WORK INSTRUCTIONS: Could you report every line from the entries that includes the word "RouteKind"?

RECORDS FOR PROCESSING:
#[cfg(test)]
mod tests {
	use serde_json::json;

	use super::*;
	use crate::capture::unix_millis;
	use crate::testing::ScriptedInvoker;
	use crate::workflow::tool_names;

	fn test_config() -> Arc<EngineConfig> {
		Arc::new(EngineConfig {
			settle_delay_ms: 0,
			..EngineConfig::default()
		})
	}

	fn captured(url: &str, kind: RouteKind, score: f64) -> CapturedUrl {
		CapturedUrl {
			url: url.to_string(),
			title: "t".to_string(),
			description: String::new(),
			kind,
			keyword: "banking".to_string(),
			platform: Platform::Ios,
			relevance_score: score,
			captured_at: unix_millis(),
			metadata: json!({}),
		}
	}

	fn route_result(urls: Vec<CapturedUrl>) -> RouteExecutionResult {
		RouteExecutionResult {
			route: urls.first().map(|url| url.kind).unwrap_or(RouteKind::Apps),
			keyword: "banking".to_string(),
			platform: Platform::Ios,
			captured_urls: urls,
			execution_time_ms: 1,
			success: true,
			errors: Vec::new(),
			warnings: Vec::new(),
			strategy: None,
		}
	}

	#[test]
	fn curation_dedupes_across_routes_and_sorts_by_score() {
		let results = vec![
			route_result(vec![
				captured("https://mobbin.com/apps/a", RouteKind::Apps, 0.88),
				captured("https://mobbin.com/shared", RouteKind::Apps, 0.5),
			]),
			route_result(vec![
				captured("https://mobbin.com/shared", RouteKind::Screens, 0.95),
				captured("https://mobbin.com/screens/b", RouteKind::Screens, 0.6),
			]),
		];

		let (curated, summary) = curate(&results);
		assert_eq!(curated.len(), 3);
		// The duplicate kept its first occurrence (the apps bucket).
		assert_eq!(summary.get("apps"), Some(&2));
		assert_eq!(summary.get("screens"), Some(&1));
		// Sorted descending by score.
		assert!(curated.windows(2).all(|pair| {
			pair[0].relevance_score >= pair[1].relevance_score
		}));
	}

	#[test]
	fn plan_rejects_empty_keywords() {
		let request = SearchRequest {
			keywords: vec!["  ".to_string(), String::new()],
			routes: vec![RouteKind::Apps],
			platform: Platform::Ios,
			per_keyword_cap: None,
		};
		assert!(plan_search(&request).is_err());
	}

	#[test]
	fn plan_dedupes_and_defaults_routes() {
		let request = SearchRequest {
			keywords: vec![
				"Banking".to_string(),
				"banking".to_string(),
				"fintech".to_string(),
			],
			routes: Vec::new(),
			platform: Platform::Ios,
			per_keyword_cap: None,
		};
		let plan = plan_search(&request).unwrap();
		assert_eq!(plan.keywords, vec!["Banking", "fintech"]);
		assert_eq!(plan.routes, RouteKind::ALL.to_vec());
	}

	/// Scripts a page that is logged in, shows one apps suggestion, and
	/// serves one result per address read.
	fn full_run_invoker() -> ScriptedInvoker {
		use std::sync::atomic::{AtomicUsize, Ordering};
		let reads = AtomicUsize::new(0);
		ScriptedInvoker::new().on(tool_names::EVALUATE, move |args| {
			let script = args["script"].as_str().unwrap_or_default();
			if script.contains("loginVisible") {
				Ok(ScriptedInvoker::json_result(
					&json!({"loginVisible": false, "accountVisible": true}),
				))
			} else if script.contains("data-scout-idx") {
				Ok(ScriptedInvoker::json_result(&json!([{
					"text": "banking apps",
					"selector": "[data-scout-idx='0']",
					"section": "Apps"
				}])))
			} else if script.contains("available") {
				Ok(ScriptedInvoker::json_result(&json!({"available": true})))
			} else if script.contains("data-scout-result") {
				Ok(ScriptedInvoker::json_result(&json!([
					{"selector": "[data-scout-result='0']", "href": "/apps/revolut", "title": "Revolut"},
					{"selector": "[data-scout-result='1']", "href": "/apps/monzo", "title": "Monzo"}
				])))
			} else {
				let next = reads.fetch_add(1, Ordering::SeqCst);
				Ok(ScriptedInvoker::text_result(&format!(
					"https://mobbin.com/apps/result-{next}"
				)))
			}
		})
	}

	#[tokio::test]
	async fn full_run_walks_phases_in_order() {
		let session = SessionManager::new(Arc::new(full_run_invoker()));
		let engine = ProgressiveSearchEngine::new(session.clone(), test_config());
		let mut events = engine.subscribe();

		let report = engine
			.run(SearchRequest {
				keywords: vec!["banking".to_string()],
				routes: vec![RouteKind::Apps],
				platform: Platform::Ios,
				per_keyword_cap: Some(2),
			})
			.await;

		assert!(report.success, "run failed: {:?}", report.error);
		assert!(report.authenticated);
		let phase_names: Vec<&str> = report.phases.iter().map(|p| p.phase.as_str()).collect();
		assert_eq!(
			phase_names,
			vec!["authentication", "analysis", "search:apps", "curation"]
		);
		assert!(report.phases.iter().all(|p| p.status == PhaseStatus::Completed));
		assert_eq!(report.curated.len(), 2);
		assert_eq!(report.summary.get("apps"), Some(&2));

		// The event stream saw a running and a terminal event per phase.
		let mut running = 0;
		let mut terminal = 0;
		while let Ok(event) = events.try_recv() {
			match event.status {
				PhaseStatus::Running => running += 1,
				_ => terminal += 1,
			}
		}
		assert_eq!(running, 4);
		assert_eq!(terminal, 4);

		// The session was released: a new acquire does not hang.
		let _guard = session.acquire().await;
	}

	#[tokio::test]
	async fn fatal_auth_failure_still_releases_the_session() {
		let invoker = ScriptedInvoker::new().fail_tool(tool_names::NAVIGATE, "tunnel collapsed");
		let session = SessionManager::new(Arc::new(invoker));
		let engine = ProgressiveSearchEngine::new(session.clone(), test_config());

		let report = engine
			.run(SearchRequest {
				keywords: vec!["banking".to_string()],
				routes: vec![RouteKind::Apps],
				platform: Platform::Ios,
				per_keyword_cap: None,
			})
			.await;

		assert!(!report.success);
		assert!(report.error.is_some());
		assert_eq!(report.phases.len(), 1);
		assert_eq!(report.phases[0].status, PhaseStatus::Failed);

		let _guard = session.acquire().await;
	}

	#[tokio::test]
	async fn login_failure_degrades_to_unauthenticated() {
		// Logged out, credentials configured, and the login form's submit
		// never works.
		let invoker = ScriptedInvoker::new()
			.fail_tool(tool_names::FILL, "login form rejected input")
			.on(tool_names::EVALUATE, |args| {
				let script = args["script"].as_str().unwrap_or_default();
				if script.contains("loginVisible") {
					Ok(ScriptedInvoker::json_result(
						&json!({"loginVisible": true, "accountVisible": false}),
					))
				} else if script.contains("data-scout-idx") {
					Ok(ScriptedInvoker::json_result(&json!([])))
				} else if script.contains("available") {
					Ok(ScriptedInvoker::json_result(&json!({"available": true})))
				} else if script.contains("data-scout-result") {
					Ok(ScriptedInvoker::json_result(&json!([])))
				} else {
					Ok(ScriptedInvoker::text_result("https://mobbin.com/x"))
				}
			});
		let config = Arc::new(EngineConfig {
			settle_delay_ms: 0,
			credentials: Some(crate::config::Credentials {
				email: "design@example.com".to_string(),
				password: "secret".to_string(),
			}),
			..EngineConfig::default()
		});
		let session = SessionManager::new(Arc::new(invoker));
		let engine = ProgressiveSearchEngine::new(session, config);

		let report = engine
			.run(SearchRequest {
				keywords: vec!["banking".to_string()],
				routes: vec![RouteKind::Apps],
				platform: Platform::Ios,
				per_keyword_cap: None,
			})
			.await;

		// The run carried on without a login.
		assert!(report.success, "run failed: {:?}", report.error);
		assert!(!report.authenticated);
	}

	#[tokio::test]
	async fn ambiguous_page_follows_the_configured_heuristic() {
		let ambiguous_probe = || {
			ScriptedInvoker::new().on(tool_names::EVALUATE, |args| {
				let script = args["script"].as_str().unwrap_or_default();
				if script.contains("loginVisible") {
					Ok(ScriptedInvoker::json_result(
						&json!({"loginVisible": false, "accountVisible": false}),
					))
				} else if script.contains("data-scout-idx") {
					Ok(ScriptedInvoker::json_result(&json!([])))
				} else if script.contains("available") {
					Ok(ScriptedInvoker::json_result(&json!({"available": true})))
				} else if script.contains("data-scout-result") {
					Ok(ScriptedInvoker::json_result(&json!([])))
				} else {
					Ok(ScriptedInvoker::text_result("https://mobbin.com/x"))
				}
			})
		};
		let request = || SearchRequest {
			keywords: vec!["banking".to_string()],
			routes: vec![RouteKind::Apps],
			platform: Platform::Ios,
			per_keyword_cap: None,
		};

		let engine = ProgressiveSearchEngine::new(
			SessionManager::new(Arc::new(ambiguous_probe())),
			test_config(),
		);
		let report = engine.run(request()).await;
		assert!(report.authenticated, "default heuristic trusts the absent login button");

		let strict = Arc::new(EngineConfig {
			settle_delay_ms: 0,
			assume_authenticated_without_login_button: false,
			..EngineConfig::default()
		});
		let engine = ProgressiveSearchEngine::new(
			SessionManager::new(Arc::new(ambiguous_probe())),
			strict,
		);
		let report = engine.run(request()).await;
		assert!(!report.authenticated);
	}
}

RESULT OF THE TASK:
	fn captured(url: &str, kind: RouteKind, score: f64) -> CapturedUrl {
			route: urls.first().map(|url| url.kind).unwrap_or(RouteKind::Apps),
				captured("https://mobbin.com/apps/a", RouteKind::Apps, 0.88),
				captured("https://mobbin.com/shared", RouteKind::Apps, 0.5),
				captured("https://mobbin.com/shared", RouteKind::Screens, 0.95),
				captured("https://mobbin.com/screens/b", RouteKind::Screens, 0.6),
			routes: vec![RouteKind::Apps],
		assert_eq!(plan.routes, RouteKind::ALL.to_vec());
				routes: vec![RouteKind::Apps],
				routes: vec![RouteKind::Apps],
				routes: vec![RouteKind::Apps],
			routes: vec![RouteKind::Apps],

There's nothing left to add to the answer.